Dan got Almarshadi on the Hydra and told him to get the ship’s photographer down to forward berthing, and then to meet up with him. “Okay, do the protocol,” he told Grissett. “By the book. Then body-bag him, and back to the reefers until I can get direction on disposition. Can you decontaminate, I mean, disinfect the rack? Would that be something we’d want to do?”
“Yes sir, that wouldn’t be out of the ordinary. Once we get him out of the compartment. I can use an alcohol solution. A spray bottle. And take his linens to the laundry in a separate bag, do ’em in superhot water.”

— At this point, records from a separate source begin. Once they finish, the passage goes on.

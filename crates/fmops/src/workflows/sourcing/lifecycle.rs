//! Transition guards for the RFQ state machine.
//!
//! Only `send` and `award` advance the status as a side effect of an
//! operation; `receiving_quotes` and `evaluating` are informational labels an
//! operator may set (the scoring run also sets `evaluating`). Every guard
//! returns a typed error so callers can surface the precise precondition that
//! failed.

use super::domain::RfqStatus;

/// An RFQ may not be sent to fewer suppliers than this.
pub const MIN_INVITED_SUPPLIERS: usize = 3;

#[derive(Debug, Clone, PartialEq, Eq, thiserror::Error)]
pub enum LifecycleError {
    #[error("rfq is {status}; the operation requires a draft")]
    NotDraft { status: RfqStatus },
    #[error("rfq is {status} and no longer accepts changes")]
    Closed { status: RfqStatus },
    #[error("rfq cannot move from {from} to {to}")]
    InvalidTransition { from: RfqStatus, to: RfqStatus },
    #[error("at least {required} suppliers must be invited before sending, found {invited}")]
    TooFewSuppliers { invited: usize, required: usize },
    #[error("rfq is already awarded")]
    AlreadyAwarded,
    #[error("quotes are not accepted while the rfq is {status}")]
    QuotesNotOpen { status: RfqStatus },
    #[error("benchmarking requires a sent rfq, current status is {status}")]
    NotReadyForEvaluation { status: RfqStatus },
    #[error("only draft or cancelled rfqs can be deleted, status is {status}")]
    DeleteForbidden { status: RfqStatus },
}

/// Invitation mutations and RFQ edits are draft-only.
pub(crate) fn ensure_draft(status: RfqStatus) -> Result<(), LifecycleError> {
    match status {
        RfqStatus::Draft => Ok(()),
        other if other.is_terminal() => Err(LifecycleError::Closed { status: other }),
        other => Err(LifecycleError::NotDraft { status: other }),
    }
}

pub(crate) fn ensure_can_send(status: RfqStatus, invited: usize) -> Result<(), LifecycleError> {
    ensure_draft(status)?;
    if invited < MIN_INVITED_SUPPLIERS {
        return Err(LifecycleError::TooFewSuppliers {
            invited,
            required: MIN_INVITED_SUPPLIERS,
        });
    }
    Ok(())
}

/// Quote submission and supplier responses are valid between `sent` and the
/// terminal decision. The intermediate labels do not close the window.
pub(crate) fn ensure_quotes_open(status: RfqStatus) -> Result<(), LifecycleError> {
    match status {
        RfqStatus::Sent | RfqStatus::ReceivingQuotes | RfqStatus::Evaluating => Ok(()),
        RfqStatus::Draft => Err(LifecycleError::QuotesNotOpen { status }),
        other => Err(LifecycleError::Closed { status: other }),
    }
}

/// Benchmarking shares the quote window and is idempotent while `evaluating`.
pub(crate) fn ensure_can_evaluate(status: RfqStatus) -> Result<(), LifecycleError> {
    match status {
        RfqStatus::Sent | RfqStatus::ReceivingQuotes | RfqStatus::Evaluating => Ok(()),
        RfqStatus::Draft => Err(LifecycleError::NotReadyForEvaluation { status }),
        other => Err(LifecycleError::Closed { status: other }),
    }
}

pub(crate) fn ensure_can_award(status: RfqStatus) -> Result<(), LifecycleError> {
    match status {
        RfqStatus::Awarded => Err(LifecycleError::AlreadyAwarded),
        RfqStatus::Cancelled => Err(LifecycleError::Closed { status }),
        _ => Ok(()),
    }
}

pub(crate) fn ensure_can_cancel(status: RfqStatus) -> Result<(), LifecycleError> {
    if status.is_terminal() {
        return Err(LifecycleError::Closed { status });
    }
    Ok(())
}

/// Caller-settable informational moves: forward only, between `sent` and
/// `evaluating`. Everything else goes through a gated operation.
pub(crate) fn ensure_stage_change(from: RfqStatus, to: RfqStatus) -> Result<(), LifecycleError> {
    match (from, to) {
        (RfqStatus::Sent, RfqStatus::ReceivingQuotes)
        | (RfqStatus::Sent, RfqStatus::Evaluating)
        | (RfqStatus::ReceivingQuotes, RfqStatus::Evaluating) => Ok(()),
        _ => Err(LifecycleError::InvalidTransition { from, to }),
    }
}

pub(crate) fn ensure_can_delete(status: RfqStatus) -> Result<(), LifecycleError> {
    match status {
        RfqStatus::Draft | RfqStatus::Cancelled => Ok(()),
        other => Err(LifecycleError::DeleteForbidden { status: other }),
    }
}
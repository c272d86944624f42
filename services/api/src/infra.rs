use fmops::workflows::sourcing::{
    DirectoryError, InvitationId, Quote, QuoteId, RepositoryError, Rfq, RfqId, RfqStatus,
    SourcingRepository, SupplierDirectory, SupplierId, SupplierInvitation, SupplierProfile,
};
use metrics_exporter_prometheus::PrometheusHandle;
use std::collections::HashMap;
use std::sync::atomic::{AtomicBool, AtomicU64, Ordering};
use std::sync::{Arc, Mutex, MutexGuard};

#[derive(Clone)]
pub(crate) struct AppState {
    pub(crate) readiness: Arc<AtomicBool>,
    pub(crate) metrics: Arc<PrometheusHandle>,
}

#[derive(Default)]
struct SourcingStore {
    rfqs: HashMap<RfqId, Rfq>,
    invitations: HashMap<InvitationId, SupplierInvitation>,
    quotes: HashMap<QuoteId, Quote>,
}

/// Single-process store backing the service. One mutex serializes every
/// write, which is what makes the evaluation and award commits atomic.
#[derive(Default)]
pub(crate) struct InMemorySourcingRepository {
    store: Mutex<SourcingStore>,
    rfq_seq: AtomicU64,
    quote_seq: AtomicU64,
}

impl InMemorySourcingRepository {
    fn guard(&self) -> MutexGuard<'_, SourcingStore> {
        self.store.lock().expect("repository mutex poisoned")
    }
}

impl SourcingRepository for InMemorySourcingRepository {
    fn next_rfq_sequence(&self) -> Result<u64, RepositoryError> {
        Ok(self.rfq_seq.fetch_add(1, Ordering::Relaxed) + 1)
    }

    fn next_quote_sequence(&self) -> Result<u64, RepositoryError> {
        Ok(self.quote_seq.fetch_add(1, Ordering::Relaxed) + 1)
    }

    fn insert_rfq(&self, rfq: Rfq) -> Result<Rfq, RepositoryError> {
        let mut store = self.guard();
        if store.rfqs.contains_key(&rfq.id) {
            return Err(RepositoryError::Conflict);
        }
        store.rfqs.insert(rfq.id.clone(), rfq.clone());
        Ok(rfq)
    }

    fn update_rfq(&self, rfq: Rfq) -> Result<(), RepositoryError> {
        let mut store = self.guard();
        if !store.rfqs.contains_key(&rfq.id) {
            return Err(RepositoryError::NotFound);
        }
        store.rfqs.insert(rfq.id.clone(), rfq);
        Ok(())
    }

    fn fetch_rfq(&self, id: &RfqId) -> Result<Option<Rfq>, RepositoryError> {
        Ok(self.guard().rfqs.get(id).cloned())
    }

    fn list_rfqs(&self) -> Result<Vec<Rfq>, RepositoryError> {
        let store = self.guard();
        let mut rfqs: Vec<Rfq> = store.rfqs.values().cloned().collect();
        rfqs.sort_by(|a, b| a.number.cmp(&b.number));
        Ok(rfqs)
    }

    fn delete_rfq(&self, id: &RfqId) -> Result<(), RepositoryError> {
        let mut store = self.guard();
        if store.rfqs.remove(id).is_none() {
            return Err(RepositoryError::NotFound);
        }
        store
            .invitations
            .retain(|_, invitation| invitation.rfq_id != *id);
        store.quotes.retain(|_, quote| quote.rfq_id != *id);
        Ok(())
    }

    fn insert_invitation(
        &self,
        invitation: SupplierInvitation,
    ) -> Result<SupplierInvitation, RepositoryError> {
        let mut store = self.guard();
        let duplicate = store.invitations.values().any(|existing| {
            existing.rfq_id == invitation.rfq_id && existing.supplier_id == invitation.supplier_id
        });
        if duplicate || store.invitations.contains_key(&invitation.id) {
            return Err(RepositoryError::Conflict);
        }
        store
            .invitations
            .insert(invitation.id.clone(), invitation.clone());
        Ok(invitation)
    }

    fn update_invitation(&self, invitation: SupplierInvitation) -> Result<(), RepositoryError> {
        let mut store = self.guard();
        if !store.invitations.contains_key(&invitation.id) {
            return Err(RepositoryError::NotFound);
        }
        store.invitations.insert(invitation.id.clone(), invitation);
        Ok(())
    }

    fn fetch_invitation(
        &self,
        id: &InvitationId,
    ) -> Result<Option<SupplierInvitation>, RepositoryError> {
        Ok(self.guard().invitations.get(id).cloned())
    }

    fn invitation_for_supplier(
        &self,
        rfq: &RfqId,
        supplier: &SupplierId,
    ) -> Result<Option<SupplierInvitation>, RepositoryError> {
        Ok(self
            .guard()
            .invitations
            .values()
            .find(|invitation| invitation.rfq_id == *rfq && invitation.supplier_id == *supplier)
            .cloned())
    }

    fn invitations_for(&self, rfq: &RfqId) -> Result<Vec<SupplierInvitation>, RepositoryError> {
        let store = self.guard();
        let mut invitations: Vec<SupplierInvitation> = store
            .invitations
            .values()
            .filter(|invitation| invitation.rfq_id == *rfq)
            .cloned()
            .collect();
        invitations.sort_by(|a, b| {
            a.invited_at
                .cmp(&b.invited_at)
                .then_with(|| a.id.0.cmp(&b.id.0))
        });
        Ok(invitations)
    }

    fn delete_invitation(&self, id: &InvitationId) -> Result<(), RepositoryError> {
        self.guard()
            .invitations
            .remove(id)
            .map(|_| ())
            .ok_or(RepositoryError::NotFound)
    }

    fn insert_quote(&self, quote: Quote) -> Result<Quote, RepositoryError> {
        let mut store = self.guard();
        let duplicate = store
            .quotes
            .values()
            .any(|existing| existing.rfq_id == quote.rfq_id && existing.supplier_id == quote.supplier_id);
        if duplicate || store.quotes.contains_key(&quote.id) {
            return Err(RepositoryError::Conflict);
        }
        store.quotes.insert(quote.id.clone(), quote.clone());
        Ok(quote)
    }

    fn update_quote(&self, quote: Quote) -> Result<(), RepositoryError> {
        let mut store = self.guard();
        if !store.quotes.contains_key(&quote.id) {
            return Err(RepositoryError::NotFound);
        }
        store.quotes.insert(quote.id.clone(), quote);
        Ok(())
    }

    fn quote_for_supplier(
        &self,
        rfq: &RfqId,
        supplier: &SupplierId,
    ) -> Result<Option<Quote>, RepositoryError> {
        Ok(self
            .guard()
            .quotes
            .values()
            .find(|quote| quote.rfq_id == *rfq && quote.supplier_id == *supplier)
            .cloned())
    }

    fn quotes_for(&self, rfq: &RfqId) -> Result<Vec<Quote>, RepositoryError> {
        let store = self.guard();
        let mut quotes: Vec<Quote> = store
            .quotes
            .values()
            .filter(|quote| quote.rfq_id == *rfq)
            .cloned()
            .collect();
        quotes.sort_by(|a, b| {
            a.submitted_at
                .cmp(&b.submitted_at)
                .then_with(|| a.id.0.cmp(&b.id.0))
        });
        Ok(quotes)
    }

    fn quotes_ranked(&self, rfq: &RfqId) -> Result<Vec<Quote>, RepositoryError> {
        let mut quotes = self.quotes_for(rfq)?;
        quotes.sort_by(|a, b| match (a.overall_rank, b.overall_rank) {
            (Some(x), Some(y)) => x.cmp(&y),
            (Some(_), None) => std::cmp::Ordering::Less,
            (None, Some(_)) => std::cmp::Ordering::Greater,
            (None, None) => a.submitted_at.cmp(&b.submitted_at),
        });
        Ok(quotes)
    }

    fn commit_evaluation(&self, rfq: Rfq, quotes: Vec<Quote>) -> Result<(), RepositoryError> {
        let mut store = self.guard();
        let stored = store.rfqs.get(&rfq.id).ok_or(RepositoryError::NotFound)?;
        // The caller computed against a quoting-window snapshot; reject the
        // write if the stored row has since left that window.
        if stored.status.is_terminal() || stored.status == RfqStatus::Draft {
            return Err(RepositoryError::StaleWrite);
        }
        if quotes.iter().any(|quote| !store.quotes.contains_key(&quote.id)) {
            return Err(RepositoryError::StaleWrite);
        }
        store.rfqs.insert(rfq.id.clone(), rfq);
        for quote in quotes {
            store.quotes.insert(quote.id.clone(), quote);
        }
        Ok(())
    }

    fn commit_award(&self, rfq: Rfq, quotes: Vec<Quote>) -> Result<(), RepositoryError> {
        let mut store = self.guard();
        let stored = store.rfqs.get(&rfq.id).ok_or(RepositoryError::NotFound)?;
        // A concurrent award or cancellation wins; this snapshot is stale.
        if stored.status.is_terminal() {
            return Err(RepositoryError::StaleWrite);
        }
        if quotes.iter().any(|quote| !store.quotes.contains_key(&quote.id)) {
            return Err(RepositoryError::StaleWrite);
        }
        store.rfqs.insert(rfq.id.clone(), rfq);
        for quote in quotes {
            store.quotes.insert(quote.id.clone(), quote);
        }
        Ok(())
    }
}

/// Fixed supplier master data. A registry integration would replace this
/// with a lookup against the procurement backend.
pub(crate) struct StaticSupplierDirectory {
    suppliers: HashMap<SupplierId, SupplierProfile>,
}

impl StaticSupplierDirectory {
    pub(crate) fn seeded() -> Self {
        let mut suppliers = HashMap::new();
        for (id, name, qualifications) in [
            (
                "sup-nordklima",
                "NordKlima Gebäudetechnik GmbH",
                vec!["ISO 9001", "VDMA HVAC"],
            ),
            (
                "sup-hanse",
                "Hanse Facility Services AG",
                vec!["ISO 9001", "ISO 14001"],
            ),
            (
                "sup-meridian",
                "Meridian Cleaning & Care",
                vec!["ISO 9001"],
            ),
            (
                "sup-stadtwerk",
                "Stadtwerk Technik Service",
                vec!["ISO 9001", "SCC**"],
            ),
        ] {
            let supplier_id = SupplierId(id.to_string());
            suppliers.insert(
                supplier_id.clone(),
                SupplierProfile {
                    id: supplier_id,
                    name: name.to_string(),
                    qualifications: qualifications.into_iter().map(str::to_string).collect(),
                },
            );
        }
        Self { suppliers }
    }
}

impl SupplierDirectory for StaticSupplierDirectory {
    fn lookup(&self, id: &SupplierId) -> Result<Option<SupplierProfile>, DirectoryError> {
        Ok(self.suppliers.get(id).cloned())
    }
}
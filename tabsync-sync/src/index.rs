//! Identifier lookups, rebuilt from live remote state at the start of every
//! run and never cached across runs.

use std::collections::HashMap;

use tabsync_core::{Record, RecordId, Row, RowNumber};

/// A row whose identifier was already claimed by an earlier row.
#[derive(Debug, Clone, PartialEq, Eq)]
pub struct DuplicateRow {
    pub id: RecordId,
    pub row: RowNumber,
    pub first_row: RowNumber,
}

/// Identifier → row number over the sheet, first occurrence wins.
#[derive(Debug, Clone, Default)]
pub struct RowIndex {
    by_id: HashMap<RecordId, RowNumber>,
    pub duplicates: Vec<DuplicateRow>,
}

impl RowIndex {
    /// Scan `rows` once, reading identifiers from `id_column`.
    pub fn build(rows: &[Row], id_column: usize) -> Self {
        let mut index = RowIndex::default();
        for row in rows {
            let id = row.cell(id_column).trim();
            if id.is_empty() {
                continue;
            }
            let id = RecordId::from(id);
            match index.by_id.get(&id) {
                Some(&first_row) => index.duplicates.push(DuplicateRow {
                    id,
                    row: row.number,
                    first_row,
                }),
                None => {
                    index.by_id.insert(id, row.number);
                }
            }
        }
        index
    }

    pub fn get(&self, id: &RecordId) -> Option<RowNumber> {
        self.by_id.get(id).copied()
    }

    /// Whether `row` is the row that owns `id`.
    pub fn is_owner(&self, id: &RecordId, row: RowNumber) -> bool {
        self.get(id) == Some(row)
    }

    pub fn insert(&mut self, id: RecordId, row: RowNumber) {
        self.by_id.entry(id).or_insert(row);
    }

    pub fn len(&self) -> usize {
        self.by_id.len()
    }

    pub fn is_empty(&self) -> bool {
        self.by_id.is_empty()
    }
}

/// Identifier → record over the store listing. Records without an
/// identifier are left out.
pub fn records_by_id(records: &[Record]) -> HashMap<RecordId, &Record> {
    records
        .iter()
        .filter(|r| !r.id.is_empty())
        .map(|r| (r.id.clone(), r))
        .collect()
}
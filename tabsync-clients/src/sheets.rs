//! Google Sheets v4 values client (the spreadsheet).
//!
//! Works on one tab of one spreadsheet with a ready bearer token. Cells are
//! written with `valueInputOption=RAW` so `TRUE`, dates and numbers come back
//! exactly as written.

use serde::Deserialize;
use serde_json::{json, Value};

use tabsync_core::codec::{FALSE_TOKEN, TRUE_TOKEN};
use tabsync_core::config::SheetsConfig;
use tabsync_core::{RemoteError, Row, RowNumber, SheetStore};

use crate::http::{agent, classify, read_json};

pub struct SheetsClient {
    agent: ureq::Agent,
    api_base: String,
    spreadsheet_id: String,
    sheet_name: String,
    access_token: String,
}

#[derive(Debug, Default, Deserialize)]
struct ValueRange {
    #[serde(default)]
    values: Vec<Vec<Value>>,
}

#[derive(Debug, Deserialize)]
#[serde(rename_all = "camelCase")]
struct AppendResponse {
    updates: AppendUpdates,
}

#[derive(Debug, Deserialize)]
#[serde(rename_all = "camelCase")]
struct AppendUpdates {
    updated_range: String,
}

impl SheetsClient {
    pub fn new(config: &SheetsConfig) -> Self {
        Self {
            agent: agent(),
            api_base: config.api_base.trim_end_matches('/').to_string(),
            spreadsheet_id: config.spreadsheet_id.clone(),
            sheet_name: config.sheet_name.clone(),
            access_token: config.access_token.clone(),
        }
    }

    /// A1 range on the configured tab, e.g. `'Sheet1'!A5`.
    fn range(&self, cells: &str) -> String {
        let tab = format!("'{}'", self.sheet_name.replace('\'', "''"));
        if cells.is_empty() {
            tab
        } else {
            format!("{tab}!{cells}")
        }
    }

    fn values_url(&self, range: &str, suffix: &str) -> String {
        format!(
            "{}/v4/spreadsheets/{}/values/{}{suffix}",
            self.api_base,
            self.spreadsheet_id,
            urlencoding::encode(range)
        )
    }

    fn request(&self, method: &str, url: &str) -> ureq::Request {
        self.agent
            .request(method, url)
            .set("Authorization", &format!("Bearer {}", self.access_token))
    }

    fn get_values(&self, range: &str) -> Result<Vec<Vec<String>>, RemoteError> {
        tracing::debug!("sheets: GET {range}");
        let response = self
            .request("GET", &self.values_url(range, ""))
            .call()
            .map_err(classify)?;
        let body: ValueRange = read_json(response)?;
        Ok(body
            .values
            .into_iter()
            .map(|row| row.iter().map(cell_text).collect())
            .collect())
    }
}

impl SheetStore for SheetsClient {
    fn get_header(&self) -> Result<Vec<String>, RemoteError> {
        let rows = self.get_values(&self.range("1:1"))?;
        Ok(rows.into_iter().next().unwrap_or_default())
    }

    fn get_all_rows(&self) -> Result<Vec<Row>, RemoteError> {
        let rows = self.get_values(&self.range(""))?;
        Ok(rows
            .into_iter()
            .enumerate()
            .skip(1)
            .map(|(i, cells)| Row {
                number: RowNumber(i + 1),
                cells,
            })
            .collect())
    }

    fn append_row(&self, values: &[String]) -> Result<RowNumber, RemoteError> {
        let range = self.range("A1");
        tracing::debug!("sheets: append to {range}");
        let url = self.values_url(
            &range,
            ":append?valueInputOption=RAW&insertDataOption=INSERT_ROWS",
        );
        let response = self
            .request("POST", &url)
            .send_json(json!({ "majorDimension": "ROWS", "values": [values] }))
            .map_err(classify)?;
        let body: AppendResponse = read_json(response)?;
        parse_row_number(&body.updates.updated_range)
            .map(RowNumber)
            .ok_or_else(|| {
                RemoteError::permanent(format!(
                    "unexpected updatedRange '{}'",
                    body.updates.updated_range
                ))
            })
    }

    fn update_row(&self, row: RowNumber, values: &[String]) -> Result<(), RemoteError> {
        let range = self.range(&format!("A{row}"));
        tracing::debug!("sheets: update {range}");
        let url = self.values_url(&range, "?valueInputOption=RAW");
        self.request("PUT", &url)
            .send_json(json!({ "majorDimension": "ROWS", "values": [values] }))
            .map_err(classify)?;
        Ok(())
    }
}

/// Cells normally arrive as strings; anything else is rendered as JSON text.
fn cell_text(value: &Value) -> String {
    match value {
        Value::String(s) => s.clone(),
        Value::Null => String::new(),
        Value::Bool(true) => TRUE_TOKEN.to_string(),
        Value::Bool(false) => FALSE_TOKEN.to_string(),
        other => other.to_string(),
    }
}

/// First row number of an A1 range such as `'Sheet 1'!A5:H5`.
pub fn parse_row_number(range: &str) -> Option<usize> {
    let cells = range.rsplit_once('!').map_or(range, |(_, cells)| cells);
    let start = cells.split(':').next()?;
    let digits: String = start
        .chars()
        .skip_while(|c| c.is_ascii_alphabetic() || *c == '$')
        .take_while(char::is_ascii_digit)
        .collect();
    digits.parse().ok()
}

“Good. Anybody else touch him? Uh — Troll?”
A flinch; a grin. “No sir, I didn’t touch him.” Then a frown. “Well, yeah, I did. To sort of shake him. To, uh, wake him up.”
“I’ll get his hands disinfected too, just in case.” The corpsman studied the body and snapped the glove-rubber again. “You didn’t touch your face afterward, did you?”
Dan left them there, gathered around the drawn-back curtain like a nineteenth-century tableau: grave visages around a sickbed, silent and respectful in the unexpected, yet never faraway, presence of the Dread Leveler.
Almarshadi caught up as he was letting himself out on the main deck. Dan wanted to get some fresh air; the old-socks-and-deodorant man-reek of the berthing space seemed ominous once associated with death.
They stood by the lifeline, buffeted by a cold wind, as sailors ducked into the breaker — the covered walkway, almost like a highway tunnel, that led from the port side midships up to the forecastle. The sea roared as Savo ripped through it, peeling off curving chunks of whitecap that toppled to either side like dump-truck loads of shiny pale green and white marbles, and now and again she rolled and the wind tore a spatter of spray across them, the scent and taste sharp and refreshing. At intervals, when the sun broke through, crystalized salt sparkled on the bulkheads by the refueling station, on the chocks, bitts, life rails, the davit socket, like gypsum deposits in a cave.